Singular Value Decomposition (SVD) From Scratch Using Python

If you have a matrix A and apply singular value decomposition (SVD), you get a matrix U, a vector s, and a matrix Vh such that U * S * Vh = A, where S is a matrix that has the elements of s on the diagonal.

SVD is very complex and there are several algorithms. Just for fun I decided to refactor one of the GNU Scientific Library versions of SVD to Python / NumPy. The version I refactored is called the Jacobi algorithm. It’s at github.com/ampl/gsl/blob/master/linalg/svd.c on GitHub.


I used the np.linalg.svd() function to validate my from-scratch Python SVD function. The results are the same, except for sign, which is OK.

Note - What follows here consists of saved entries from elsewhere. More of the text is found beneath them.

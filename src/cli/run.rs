//! Batch run command.

use std::process::ExitCode;
use std::sync::Arc;

use tokio::runtime::Runtime;
use tokio_util::sync::CancellationToken;
use tracing::{error, info, warn};

use super::Cli;
use crate::audio;
use crate::config;
use crate::pipeline::{PipelineOptions, VideoPipeline};
use crate::playlist::CsvPlaylistWriter;
use crate::recognition::AcrCloudClient;
use crate::scanner;
use crate::scheduler::{BatchReport, BatchScheduler};

/// Process every video in the input folder.
///
/// Configuration problems and an empty input folder abort before any video
/// is touched. Per-video failures are reported and reflected in the exit
/// code, but never stop the batch.
pub fn cmd_run(cli: &Cli) -> anyhow::Result<ExitCode> {
    let mut config = config::load(cli.config.as_deref())?;
    cli.apply(&mut config);
    config.validate()?;

    let input_dir = config.batch.input_dir.clone();
    let videos = match scanner::discover_videos(
        &input_dir,
        &config.batch.extensions,
        config.batch.recursive,
    ) {
        Ok(videos) => videos,
        Err(e) => {
            error!(target: "scheduler::batch", dir = %input_dir.display(), error = %e, "Nothing to process");
            return Err(e.into());
        }
    };

    let decoder = audio::build_decoder(&config.decoder);
    let client = AcrCloudClient::new(config.acrcloud())?;
    info!(target: "recognition::acrcloud", endpoint = client.endpoint(), "Recognition client ready");
    let sink = CsvPlaylistWriter::new(config.output.dir.clone(), config.output.extension.clone());

    let pipeline = Arc::new(VideoPipeline::new(
        decoder,
        Arc::new(client),
        Arc::new(sink),
        config.segmenter()?,
        PipelineOptions {
            concurrency: config.segments.concurrency,
            write_empty: config.output.write_empty,
            scratch_root: config.batch.scratch_dir.clone(),
        },
    ));

    let rt = Runtime::new()?;
    let cancel = CancellationToken::new();
    let scheduler = BatchScheduler::new(pipeline, config.workers(), cancel.clone());
    let batch_timeout = config.batch_timeout();

    let report = rt.block_on(async {
        let interrupt = cancel.clone();
        tokio::spawn(async move {
            if tokio::signal::ctrl_c().await.is_ok() {
                warn!(target: "scheduler::batch", "Interrupted, finishing in-flight segments");
                interrupt.cancel();
            }
        });

        if let Some(limit) = batch_timeout {
            let deadline = cancel.clone();
            tokio::spawn(async move {
                tokio::select! {
                    _ = tokio::time::sleep(limit) => {
                        warn!(target: "scheduler::batch", secs = limit.as_secs(), "Batch timeout reached, cancelling");
                        deadline.cancel();
                    }
                    _ = deadline.cancelled() => {}
                }
            });
        }

        scheduler.run(videos).await
    });

    print_report(&report);
    let summary = report.summary();
    println!();
    println!("{}", summary);

    if summary.has_failures() || cancel.is_cancelled() {
        Ok(ExitCode::FAILURE)
    } else {
        Ok(ExitCode::SUCCESS)
    }
}

fn print_report(report: &BatchReport) {
    println!();
    for (video, result) in &report.results {
        match result {
            Ok(playlist) => {
                let marker = if playlist.is_cancelled() {
                    format!(
                        " (partial, {}/{} segments)",
                        playlist.segments_processed(),
                        playlist.segments_total()
                    )
                } else {
                    String::new()
                };
                match playlist.output() {
                    Some(path) => println!(
                        "✓ {} -> {} ({} songs){}",
                        video.display(),
                        path.display(),
                        playlist.songs().len(),
                        marker
                    ),
                    None => println!("- {} (no songs identified){}", video.display(), marker),
                }
            }
            Err(e) => println!("✗ {}: {}", video.display(), e),
        }
    }
}
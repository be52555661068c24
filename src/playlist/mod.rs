//! Playlist accumulation - folds segment outcomes into unique song lists.
//!
//! [`PlaylistBuilder`] owns the ordering invariant: outcomes may be recorded
//! in any completion order, but they are folded strictly by segment index,
//! so a song's position is where it was *first* matched in the video.

pub mod writer;

use std::collections::{BTreeMap, HashSet};
use std::path::{Path, PathBuf};

use serde::Serialize;

use crate::model::SongIdentity;
use crate::recognition::RecognitionOutcome;

pub use writer::{CsvPlaylistWriter, OutputError, PlaylistSink};

/// Finalized playlist for one video.
#[derive(Debug, Clone, PartialEq, Serialize)]
pub struct PlaylistResult {
    video: PathBuf,
    songs: Vec<SongIdentity>,
    segments_total: usize,
    segments_processed: usize,
    segments_unmatched: usize,
    segments_failed: usize,
    cancelled: bool,
    /// Playlist file, once written
    output: Option<PathBuf>,
}

impl PlaylistResult {
    pub fn video(&self) -> &Path {
        &self.video
    }

    pub fn output(&self) -> Option<&Path> {
        self.output.as_deref()
    }

    pub(crate) fn with_output(mut self, path: PathBuf) -> Self {
        self.output = Some(path);
        self
    }

    /// Unique songs in first-matched order.
    pub fn songs(&self) -> &[SongIdentity] {
        &self.songs
    }

    /// Segments the video was split into.
    pub fn segments_total(&self) -> usize {
        self.segments_total
    }

    /// Segments that produced an outcome.
    pub fn segments_processed(&self) -> usize {
        self.segments_processed
    }

    /// Segments the service answered with no match.
    pub fn segments_unmatched(&self) -> usize {
        self.segments_unmatched
    }

    /// Segments whose recognition failed.
    pub fn segments_failed(&self) -> usize {
        self.segments_failed
    }

    /// Segments that contributed no song (no match or failure).
    pub fn segments_skipped(&self) -> usize {
        self.segments_unmatched + self.segments_failed
    }

    /// Processing stopped before every segment was recognized.
    pub fn is_cancelled(&self) -> bool {
        self.cancelled
    }

    pub fn is_empty(&self) -> bool {
        self.songs.is_empty()
    }
}

/// Accumulates outcomes for one video.
#[derive(Debug)]
pub struct PlaylistBuilder {
    video: PathBuf,
    segments_total: usize,
    songs: Vec<SongIdentity>,
    seen: HashSet<SongIdentity>,
    /// Outcomes that arrived ahead of a lower index still in flight
    pending: BTreeMap<usize, RecognitionOutcome>,
    next_index: usize,
    processed: usize,
    unmatched: usize,
    failed: usize,
}

impl PlaylistBuilder {
    pub fn new(video: impl Into<PathBuf>, segments_total: usize) -> Self {
        Self {
            video: video.into(),
            segments_total,
            songs: Vec::new(),
            seen: HashSet::new(),
            pending: BTreeMap::new(),
            next_index: 0,
            processed: 0,
            unmatched: 0,
            failed: 0,
        }
    }

    /// Record the outcome for segment `index`.
    ///
    /// Returns the songs this call appended to the playlist (several when a
    /// gap in the segment order closes). A repeated or out-of-range index is
    /// ignored.
    pub fn record(&mut self, index: usize, outcome: RecognitionOutcome) -> Vec<SongIdentity> {
        if index >= self.segments_total {
            tracing::debug!(target: "playlist", index, total = self.segments_total, "Ignoring out-of-range outcome");
            return Vec::new();
        }
        if index < self.next_index || self.pending.contains_key(&index) {
            tracing::debug!(target: "playlist", index, "Ignoring duplicate outcome");
            return Vec::new();
        }
        self.pending.insert(index, outcome);

        let mut added = Vec::new();
        while let Some(outcome) = self.pending.remove(&self.next_index) {
            self.next_index += 1;
            if let Some(song) = self.fold(outcome) {
                added.push(song);
            }
        }
        added
    }

    fn fold(&mut self, outcome: RecognitionOutcome) -> Option<SongIdentity> {
        self.processed += 1;
        match outcome {
            RecognitionOutcome::Matched(identity) => {
                if self.seen.contains(&identity) {
                    return None;
                }
                self.seen.insert(identity.clone());
                self.songs.push(identity.clone());
                Some(identity)
            }
            RecognitionOutcome::NoMatch => {
                self.unmatched += 1;
                None
            }
            RecognitionOutcome::Failed(_) => {
                self.failed += 1;
                None
            }
        }
    }

    /// Freeze the playlist.
    ///
    /// Outcomes still waiting behind a gap (only possible when processing
    /// was cut short) are folded in index order.
    pub fn finish(mut self) -> PlaylistResult {
        for (_, outcome) in std::mem::take(&mut self.pending) {
            self.fold(outcome);
        }
        PlaylistResult {
            cancelled: self.processed < self.segments_total,
            video: self.video,
            songs: self.songs,
            segments_total: self.segments_total,
            segments_processed: self.processed,
            segments_unmatched: self.unmatched,
            segments_failed: self.failed,
            output: None,
        }
    }
}

/// Fold outcomes given in segment order.
#[cfg(test)]
pub fn fold(
    video: impl Into<PathBuf>,
    outcomes: impl IntoIterator<Item = RecognitionOutcome>,
) -> PlaylistResult {
    let outcomes: Vec<_> = outcomes.into_iter().collect();
    let mut builder = PlaylistBuilder::new(video, outcomes.len());
    for (index, outcome) in outcomes.into_iter().enumerate() {
        builder.record(index, outcome);
    }
    builder.finish()
}
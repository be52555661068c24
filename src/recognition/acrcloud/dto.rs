//! ACRCloud identify API Data Transfer Objects
//!
//! These types match what the identify endpoint returns.
//! DO NOT use these types outside the acrcloud module - convert to domain types.
//!
//! Example response:
//! ```json
//! {
//!   "status": {"msg": "Success", "code": 0, "version": "1.0"},
//!   "metadata": {
//!     "music": [{
//!       "title": "Song Title",
//!       "artists": [{"name": "Artist Name"}],
//!       "album": {"name": "Album"},
//!       "acrid": "6049f11da7095e8bb8266871d4a70873",
//!       "score": 100,
//!       "play_offset_ms": 9000
//!     }],
//!     "timestamp_utc": "2024-01-01 00:00:00"
//!   },
//!   "result_type": 0,
//!   "cost_time": 0.7
//! }
//! ```

use serde::{Deserialize, Serialize};

/// Top-level identify response
#[derive(Debug, Clone, Deserialize, Serialize)]
pub struct IdentifyResponse {
    pub status: Status,
    /// Present only when the service found something
    pub metadata: Option<Metadata>,
    pub result_type: Option<i64>,
    pub cost_time: Option<f64>,
}

/// Status block; `code == 0` means success
#[derive(Debug, Clone, Deserialize, Serialize)]
pub struct Status {
    pub code: i64,
    #[serde(default)]
    pub msg: String,
    pub version: Option<String>,
}

#[derive(Debug, Clone, Deserialize, Serialize)]
pub struct Metadata {
    /// Ranked candidates, best first
    #[serde(default)]
    pub music: Vec<Music>,
    pub timestamp_utc: Option<String>,
}

/// One candidate recording
#[derive(Debug, Clone, Deserialize, Serialize)]
pub struct Music {
    pub title: Option<String>,
    /// Credited artists, primary first
    #[serde(default)]
    pub artists: Vec<Artist>,
    pub album: Option<Album>,
    pub acrid: Option<String>,
    /// Match confidence (0 to 100)
    pub score: Option<f64>,
    pub play_offset_ms: Option<i64>,
    pub duration_ms: Option<i64>,
    pub release_date: Option<String>,
    pub label: Option<String>,
}

#[derive(Debug, Clone, Deserialize, Serialize)]
pub struct Artist {
    pub name: String,
}

#[derive(Debug, Clone, Deserialize, Serialize)]
pub struct Album {
    pub name: Option<String>,
}

// ============================================================================
// CONTRACT TESTS
// These verify our DTOs match what the real API returns.
// ============================================================================
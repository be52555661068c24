//! Request signing for the identify endpoint.
//!
//! `signature = base64(HMAC-SHA1(access_secret, string_to_sign))` where the
//! string to sign is the newline-joined method, URI, access key, data type,
//! signature version and timestamp.

use base64::Engine;
use base64::engine::general_purpose::STANDARD;
use hmac::{Hmac, Mac};
use sha1::Sha1;

type HmacSha1 = Hmac<Sha1>;

pub const HTTP_METHOD: &str = "POST";
pub const HTTP_URI: &str = "/v1/identify";
pub const DATA_TYPE: &str = "audio";
pub const SIGNATURE_VERSION: &str = "1";

pub fn string_to_sign(access_key: &str, timestamp: i64) -> String {
    format!(
        "{HTTP_METHOD}\n{HTTP_URI}\n{access_key}\n{DATA_TYPE}\n{SIGNATURE_VERSION}\n{timestamp}"
    )
}

pub fn sign(
    access_key: &str,
    access_secret: &str,
    timestamp: i64,
) -> Result<String, hmac::digest::InvalidLength> {
    let mut mac = HmacSha1::new_from_slice(access_secret.as_bytes())?;
    mac.update(string_to_sign(access_key, timestamp).as_bytes());
    Ok(STANDARD.encode(mac.finalize().into_bytes()))
}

The refactoring process took much longer than I expected, mostly because of many small errors I made due to the complexity of the algorithm. Calling my from-scratch version looks like:

# set up source matrix
A = np.array([
    [1, 2, 3],
    [5, 0, 2],
    [8, 5, 4],
    [6, 9, 7]], dtype=np.float64)

print("\nSource matrix: ")
print(A)

// apply from-scratch SVD
U, s, Vh = svd_jacobi(A)

print("\nU = "); print(U)
print("\ns = "); print(s)
print("\nVh = "); print(Vh)

SVD has many uses in classical statistics and machine learning. For example, SVD can be used to perform principal component analysis (PCA), SVD can be used to compute the inverse of a square matrix, and SVD can be used to compute the pseudo-inverse of a non-square matrix.

Good fun!



SVD decomposition from scratch is beautiful to my eye. Here are two nice images that combine math and a kind of artistic decomposition.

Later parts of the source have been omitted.